[Stored data]

☆ ☆ ☆ ☆ ☆

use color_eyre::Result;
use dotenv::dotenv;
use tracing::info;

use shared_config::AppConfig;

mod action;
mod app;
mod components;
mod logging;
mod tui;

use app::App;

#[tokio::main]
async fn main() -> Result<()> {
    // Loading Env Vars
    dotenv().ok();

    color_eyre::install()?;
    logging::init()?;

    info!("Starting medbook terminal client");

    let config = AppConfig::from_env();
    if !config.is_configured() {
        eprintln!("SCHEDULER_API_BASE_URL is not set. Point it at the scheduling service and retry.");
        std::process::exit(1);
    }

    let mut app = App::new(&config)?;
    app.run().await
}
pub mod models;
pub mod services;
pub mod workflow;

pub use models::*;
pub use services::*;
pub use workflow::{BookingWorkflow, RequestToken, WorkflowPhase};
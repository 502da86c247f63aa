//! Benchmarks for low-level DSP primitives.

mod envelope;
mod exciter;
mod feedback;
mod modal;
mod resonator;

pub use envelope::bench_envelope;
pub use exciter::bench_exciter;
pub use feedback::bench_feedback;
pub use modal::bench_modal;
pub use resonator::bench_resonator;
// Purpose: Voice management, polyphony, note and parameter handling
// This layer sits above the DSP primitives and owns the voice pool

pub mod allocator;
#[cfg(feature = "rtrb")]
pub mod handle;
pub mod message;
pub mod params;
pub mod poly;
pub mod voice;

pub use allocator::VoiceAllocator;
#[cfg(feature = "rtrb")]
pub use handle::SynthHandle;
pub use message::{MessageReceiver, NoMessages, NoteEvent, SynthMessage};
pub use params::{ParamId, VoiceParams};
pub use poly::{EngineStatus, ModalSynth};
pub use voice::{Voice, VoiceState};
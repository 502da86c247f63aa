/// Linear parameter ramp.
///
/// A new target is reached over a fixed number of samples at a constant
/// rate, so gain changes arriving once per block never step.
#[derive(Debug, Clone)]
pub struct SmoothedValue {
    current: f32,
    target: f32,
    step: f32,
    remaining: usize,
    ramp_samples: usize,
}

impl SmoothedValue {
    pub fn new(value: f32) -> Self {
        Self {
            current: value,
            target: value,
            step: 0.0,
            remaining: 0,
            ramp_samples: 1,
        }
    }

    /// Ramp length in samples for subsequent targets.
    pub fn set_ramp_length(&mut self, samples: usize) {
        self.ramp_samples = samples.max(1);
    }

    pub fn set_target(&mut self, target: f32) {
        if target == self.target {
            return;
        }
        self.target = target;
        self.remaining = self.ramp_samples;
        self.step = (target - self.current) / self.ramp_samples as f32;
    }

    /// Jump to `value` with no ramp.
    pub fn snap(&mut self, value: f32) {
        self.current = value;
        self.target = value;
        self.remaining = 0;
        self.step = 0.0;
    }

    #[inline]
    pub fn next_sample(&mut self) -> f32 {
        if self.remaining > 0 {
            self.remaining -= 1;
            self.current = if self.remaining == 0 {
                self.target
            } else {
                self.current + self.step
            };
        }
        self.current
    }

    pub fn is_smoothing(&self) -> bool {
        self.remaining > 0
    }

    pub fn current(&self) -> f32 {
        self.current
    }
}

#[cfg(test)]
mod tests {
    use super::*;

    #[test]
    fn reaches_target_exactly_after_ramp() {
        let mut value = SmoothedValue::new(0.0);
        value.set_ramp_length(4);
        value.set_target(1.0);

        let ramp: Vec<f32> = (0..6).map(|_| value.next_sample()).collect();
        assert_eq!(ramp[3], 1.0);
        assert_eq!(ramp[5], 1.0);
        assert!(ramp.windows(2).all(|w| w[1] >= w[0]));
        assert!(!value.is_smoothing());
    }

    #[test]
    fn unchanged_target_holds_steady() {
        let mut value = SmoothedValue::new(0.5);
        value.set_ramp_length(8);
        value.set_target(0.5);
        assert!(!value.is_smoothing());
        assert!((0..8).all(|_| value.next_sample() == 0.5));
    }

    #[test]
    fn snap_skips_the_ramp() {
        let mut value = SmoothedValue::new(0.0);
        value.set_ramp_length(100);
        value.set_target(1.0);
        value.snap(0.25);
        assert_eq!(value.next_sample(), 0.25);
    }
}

☆ ☆ ☆ ☆ ☆

• _WHAT YOU HAVE TO DO_: Please give back all of the records exactly as written.

• _REPLY TO THE EXERCISE_:
use color_eyre::Result;
use dotenv::dotenv;
use tracing::info;

use shared_config::AppConfig;

mod action;
mod app;
mod components;
mod logging;
mod tui;

use app::App;

#[tokio::main]
async fn main() -> Result<()> {
    // Loading Env Vars
    dotenv().ok();

    color_eyre::install()?;
    logging::init()?;

    info!("Starting medbook terminal client");

    let config = AppConfig::from_env();
    if !config.is_configured() {
        eprintln!("SCHEDULER_API_BASE_URL is not set. Point it at the scheduling service and retry.");
        std::process::exit(1);
    }

    let mut app = App::new(&config)?;
    app.run().await
}
pub mod models;
pub mod services;
pub mod workflow;

pub use models::*;
pub use services::*;
pub use workflow::{BookingWorkflow, RequestToken, WorkflowPhase};
repository 502da86c247f63aa
//! Benchmarks for low-level DSP primitives.

mod envelope;
mod exciter;
mod feedback;
mod modal;
mod resonator;

pub use envelope::bench_envelope;
pub use exciter::bench_exciter;
pub use feedback::bench_feedback;
pub use modal::bench_modal;
pub use resonator::bench_resonator;
// Purpose: Voice management, polyphony, note and parameter handling
// This layer sits above the DSP primitives and owns the voice pool

pub mod allocator;
#[cfg(feature = "rtrb")]
pub mod handle;
pub mod message;
pub mod params;
pub mod poly;
pub mod voice;

pub use allocator::VoiceAllocator;
#[cfg(feature = "rtrb")]
pub use handle::SynthHandle;
pub use message::{MessageReceiver, NoMessages, NoteEvent, SynthMessage};
pub use params::{ParamId, VoiceParams};
pub use poly::{EngineStatus, ModalSynth};
pub use voice::{Voice, VoiceState};
repository 502da86c247f63aa
/// Linear parameter ramp.
///
/// A new target is reached over a fixed number of samples at a constant
/// rate, so gain changes arriving once per block never step.
#[derive(Debug, Clone)]
pub struct SmoothedValue {
    current: f32,
    target: f32,
    step: f32,
    remaining: usize,
    ramp_samples: usize,
}

impl SmoothedValue {
    pub fn new(value: f32) -> Self {
        Self {
            current: value,
            target: value,
            step: 0.0,
            remaining: 0,
            ramp_samples: 1,
        }
    }

    /// Ramp length in samples for subsequent targets.
    pub fn set_ramp_length(&mut self, samples: usize) {
        self.ramp_samples = samples.max(1);
    }

    pub fn set_target(&mut self, target: f32) {
        if target == self.target {
            return;
        }
        self.target = target;
        self.remaining = self.ramp_samples;
        self.step = (target - self.current) / self.ramp_samples as f32;
    }

    /// Jump to `value` with no ramp.
    pub fn snap(&mut self, value: f32) {
        self.current = value;
        self.target = value;
        self.remaining = 0;
        self.step = 0.0;
    }

    #[inline]
    pub fn next_sample(&mut self) -> f32 {
        if self.remaining > 0 {
            self.remaining -= 1;
            self.current = if self.remaining == 0 {
                self.target
            } else {
                self.current + self.step
            };
        }
        self.current
    }

    pub fn is_smoothing(&self) -> bool {
        self.remaining > 0
    }

    pub fn current(&self) -> f32 {
        self.current
    }
}

#[cfg(test)]
mod tests {
    use super::*;

    #[test]
    fn reaches_target_exactly_after_ramp() {
        let mut value = SmoothedValue::new(0.0);
        value.set_ramp_length(4);
        value.set_target(1.0);

        let ramp: Vec<f32> = (0..6).map(|_| value.next_sample()).collect();
        assert_eq!(ramp[3], 1.0);
        assert_eq!(ramp[5], 1.0);
        assert!(ramp.windows(2).all(|w| w[1] >= w[0]));
        assert!(!value.is_smoothing());
    }

    #[test]
    fn unchanged_target_holds_steady() {
        let mut value = SmoothedValue::new(0.5);
        value.set_ramp_length(8);
        value.set_target(0.5);
        assert!(!value.is_smoothing());
        assert!((0..8).all(|_| value.next_sample() == 0.5));
    }

    #[test]
    fn snap_skips_the_ramp() {
        let mut value = SmoothedValue::new(0.0);
        value.set_ramp_length(100);
        value.set_target(1.0);
        value.snap(0.25);
        assert_eq!(value.next_sample(), 0.25);
    }
}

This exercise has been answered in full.